Extending the explicit constraint force method to inverse problems

TL;DR

This work extends the Explicit Constraint Force Method (ECFM) from solution reconstruction to deterministic inverse problems, comparing it against standard PDE-constrained formulations. It demonstrates three numerical scenarios—dynamic, noisy, and stochastic—to assess the viability and behavior of constraint forces as a data-consistency mechanism. For noisy data, it introduces inequality constraints that align discrepancy statistics with measurement noise, and for stochastic models it employs polynomial chaos expansion with a pseudo-likelihood objective. The results show that ECFM can recover model parameters with competitive accuracy, reveal missing physics via constraint forces, and extend naturally to parametric boundaries and domain geometries, indicating its potential as a principled inverse-analysis tool.

Abstract

Recently, the explicit constraint force method (ECFM) was introduced as a principled approach to solution reconstruction in the presence of missing physics. In solution reconstruction, parameters of a physical model are estimated from sparse measurement data as a means to obtain the full solution field.

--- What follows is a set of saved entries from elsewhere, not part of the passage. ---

//! Scene presentation: body and probe meshes, the sun light, orbit rings,
//! the starfield, and depleted-body tinting.
//!
//! Everything here consumes the core's components and messages
//! ([`BodyInfo`], [`Particle`], [`BodyDepleted`], [`RestartRequest`]) and
//! writes only render-side state; the simulation never reads back from
//! this module.

use crate::config::SimConfig;
use crate::damage::{BodyDepleted, RestartRequest};
use crate::gravity::Particle;
use crate::registry::{Attractor, BodyColor, BodyInfo, Planet, ScriptedOrbit, Sun};
use bevy::prelude::*;
use bevy_asset::RenderAssetUsages;
use bevy_mesh::PrimitiveTopology;
use rand::Rng;

// ── Component markers ─────────────────────────────────────────────────────────

/// Marker for the point light parented to the sun.
#[derive(Component)]
pub struct SunLight;

// ── Plugin ────────────────────────────────────────────────────────────────────

pub struct RenderingPlugin;

impl Plugin for RenderingPlugin {
    fn build(&self, app: &mut App) {
        app.add_systems(Startup, (setup_lighting, setup_starfield))
            .add_systems(
                Update,
                (
                    attach_body_mesh_system,
                    attach_probe_mesh_system,
                    orbit_rings_system,
                    depleted_tint_system,
                    restore_tint_system,
                ),
            );
    }
}

// ── Materials ─────────────────────────────────────────────────────────────────

fn sun_material(color: [f32; 3]) -> StandardMaterial {
    StandardMaterial {
        base_color: Color::srgb(color[0], color[1], color[2]),
        emissive: LinearRgba::rgb(color[0] * 6.0, color[1] * 6.0, color[2] * 6.0),
        ..default()
    }
}

fn planet_material(color: [f32; 3]) -> StandardMaterial {
    StandardMaterial {
        base_color: Color::srgb(color[0], color[1], color[2]),
        perceptual_roughness: 0.9,
        ..default()
    }
}

fn depleted_material() -> StandardMaterial {
    StandardMaterial {
        base_color: Color::srgb(0.16, 0.14, 0.13),
        perceptual_roughness: 1.0,
        ..default()
    }
}

// ── Startup systems ───────────────────────────────────────────────────────────

/// Faint ambient fill so night sides stay readable against the void.
pub fn setup_lighting(mut commands: Commands) {
    commands.insert_resource(AmbientLight {
        color: Color::WHITE,
        brightness: 60.0,
        ..default()
    });
}

/// Scatter the background starfield: a single point-list mesh with one
/// vertex per star, unlit white.
pub fn setup_starfield(
    mut commands: Commands,
    config: Res<SimConfig>,
    mut meshes: ResMut<Assets<Mesh>>,
    mut materials: ResMut<Assets<StandardMaterial>>,
) {
    let mut rng = rand::thread_rng();
    let spread = config.star_spread;

    let mut positions: Vec<[f32; 3]> = Vec::with_capacity(config.star_count);
    let mut normals: Vec<[f32; 3]> = Vec::with_capacity(config.star_count);
    for _ in 0..config.star_count {
        positions.push([
            rng.gen_range(-spread..spread),
            rng.gen_range(-spread..spread),
            rng.gen_range(-spread..spread),
        ]);
        normals.push([0.0, 1.0, 0.0]);
    }

    let mut mesh = Mesh::new(
        PrimitiveTopology::PointList,
        RenderAssetUsages::RENDER_WORLD,
    );
    mesh.insert_attribute(Mesh::ATTRIBUTE_POSITION, positions);
    mesh.insert_attribute(Mesh::ATTRIBUTE_NORMAL, normals);

    commands.spawn((
        Mesh3d(meshes.add(mesh)),
        MeshMaterial3d(materials.add(StandardMaterial {
            base_color: Color::WHITE,
            unlit: true,
            ..default()
        })),
        Transform::default(),
        Visibility::default(),
    ));
}

// ── Update systems ────────────────────────────────────────────────────────────

/// Attach a sphere mesh and material to every newly-spawned body.
///
/// The sun also receives its point light as a child, so the light tracks
/// the (stationary) sun without a dedicated system.
pub fn attach_body_mesh_system(
    mut commands: Commands,
    mut meshes: ResMut<Assets<Mesh>>,
    mut materials: ResMut<Assets<StandardMaterial>>,
    query: Query<(Entity, &Attractor, &BodyColor, Option<&Sun>), Added<BodyInfo>>,
) {
    for (entity, attractor, color, sun) in query.iter() {
        let mesh = meshes.add(Sphere::new(attractor.collision_radius));
        let material = if sun.is_some() {
            materials.add(sun_material(color.0))
        } else {
            materials.add(planet_material(color.0))
        };
        commands.entity(entity).insert((Mesh3d(mesh), MeshMaterial3d(material)));

        if sun.is_some() {
            commands.entity(entity).with_children(|parent| {
                parent.spawn((
                    SunLight,
                    PointLight {
                        color: Color::WHITE,
                        intensity: 2_000_000.0,
                        range: 200.0,
                        shadows_enabled: true,
                        ..default()
                    },
                ));
            });
        }
    }
}

/// Attach a small bright sphere to every newly-launched probe.
pub fn attach_probe_mesh_system(
    mut commands: Commands,
    mut meshes: ResMut<Assets<Mesh>>,
    mut materials: ResMut<Assets<StandardMaterial>>,
    query: Query<Entity, Added<Particle>>,
) {
    for entity in query.iter() {
        commands.entity(entity).insert((
            Mesh3d(meshes.add(Sphere::new(0.12))),
            MeshMaterial3d(materials.add(StandardMaterial {
                base_color: Color::srgb(0.75, 0.95, 1.0),
                emissive: LinearRgba::rgb(1.2, 2.4, 3.0),
                ..default()
            })),
        ));
    }
}

/// Draw a translucent ring on the orbital plane for every planet.
pub fn orbit_rings_system(mut gizmos: Gizmos, query: Query<&ScriptedOrbit, With<Planet>>) {
    let flat = Quat::from_rotation_x(std::f32::consts::FRAC_PI_2);
    for orbit in query.iter() {
        gizmos
            .circle(
                Isometry3d::from_rotation(flat),
                orbit.radius,
                Color::srgba(1.0, 1.0, 1.0, 0.25),
            )
            .resolution(96);
    }
}

/// Swap a depleted body's material for the burned-out look; a depleted sun
/// also loses most of its light.
pub fn depleted_tint_system(
    mut depletions: MessageReader<BodyDepleted>,
    mut materials: ResMut<Assets<StandardMaterial>>,
    bodies: Query<(&MeshMaterial3d<StandardMaterial>, Option<&Sun>)>,
    mut sun_lights: Query<&mut PointLight, With<SunLight>>,
) {
    for depletion in depletions.read() {
        let Ok((material_handle, sun)) = bodies.get(depletion.body) else {
            continue;
        };
        if let Some(material) = materials.get_mut(&material_handle.0) {
            *material = depleted_material();
        }
        if sun.is_some() {
            for mut light in sun_lights.iter_mut() {
                light.intensity = 40_000.0;
            }
        }
    }
}

/// Restore every body's catalog material (and the sun light) on restart.
pub fn restore_tint_system(
    mut restarts: MessageReader<RestartRequest>,
    mut materials: ResMut<Assets<StandardMaterial>>,
    bodies: Query<(&MeshMaterial3d<StandardMaterial>, &BodyColor, Option<&Sun>), With<BodyInfo>>,
    mut sun_lights: Query<&mut PointLight, With<SunLight>>,
) {
    if restarts.read().next().is_none() {
        return;
    }
    for (material_handle, color, sun) in bodies.iter() {
        if let Some(material) = materials.get_mut(&material_handle.0) {
            *material = if sun.is_some() {
                sun_material(color.0)
            } else {
                planet_material(color.0)
            };
        }
    }
    for mut light in sun_lights.iter_mut() {
        light.intensity = 2_000_000.0;
    }
}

In contrast, inverse problems target the missing parameters and estimate the solution along the way. Noting the similarity of the mathematical formulations of these two tasks, we investigate the use of ECFM to solve inverse problems. First, we compare the ECFM formulation of the inverse problem to a standard approach using two numerical examples. The first example provides an extension of ECFM to dynamic problems, and the second offers a novel approach to treat noisy measurement data. Next, we introduce a method to solve inverse problems for which the parameterized model has stochastic components. This approach is based on constraint forces and the polynomial chaos expansion, and is illustrated with another numerical example. Finally, we discuss extensions of ECFM to recover missing boundary conditions and domain geometries from measurement data, which are shown to be special cases of problems treated previously in the literature. The purpose of this work is to extend the mathematical framework of ECFM to novel applications and to gauge the method's viability as an alternative strategy for inverse analysis.

Figures (10)

• Figure 1: Problem setup for extracting the viscosity and source term magnitude from flow data generated by solving Burgers' equation.
• Figure 2: True solution and the time series of the $C=4$ measurements taken, which are used in the inverse problem to recover the viscosity and source term magnitude.
• Figure 3: The standard inverse problem converges to a zero-error solution because the parameterized model is consistent with the measurement data (left). The loss surface is convex in the vicinity of the true solution, indicating an identifiable inverse problem (right).
• Figure 4: The constraint force formulation of the inverse problem converges to model parameters with zero associated constraint force because the parameterized model is consistent with the measurement data (left). The loss surface representing the constraint force magnitude is also convex in the vicinity of the true solution, indicating an identifiable inverse problem (right).
• Figure 5: The parameterized model is inconsistent with the measurement data because the true source term cannot be recovered by a finite sine series (left). The true solution is generated by approximating a solution to Eq. \ref{['kpp']} with the discontinuous source term (right). Measurement data is taken at $C=225$ locations with normally distributed noise of a given mean and variance.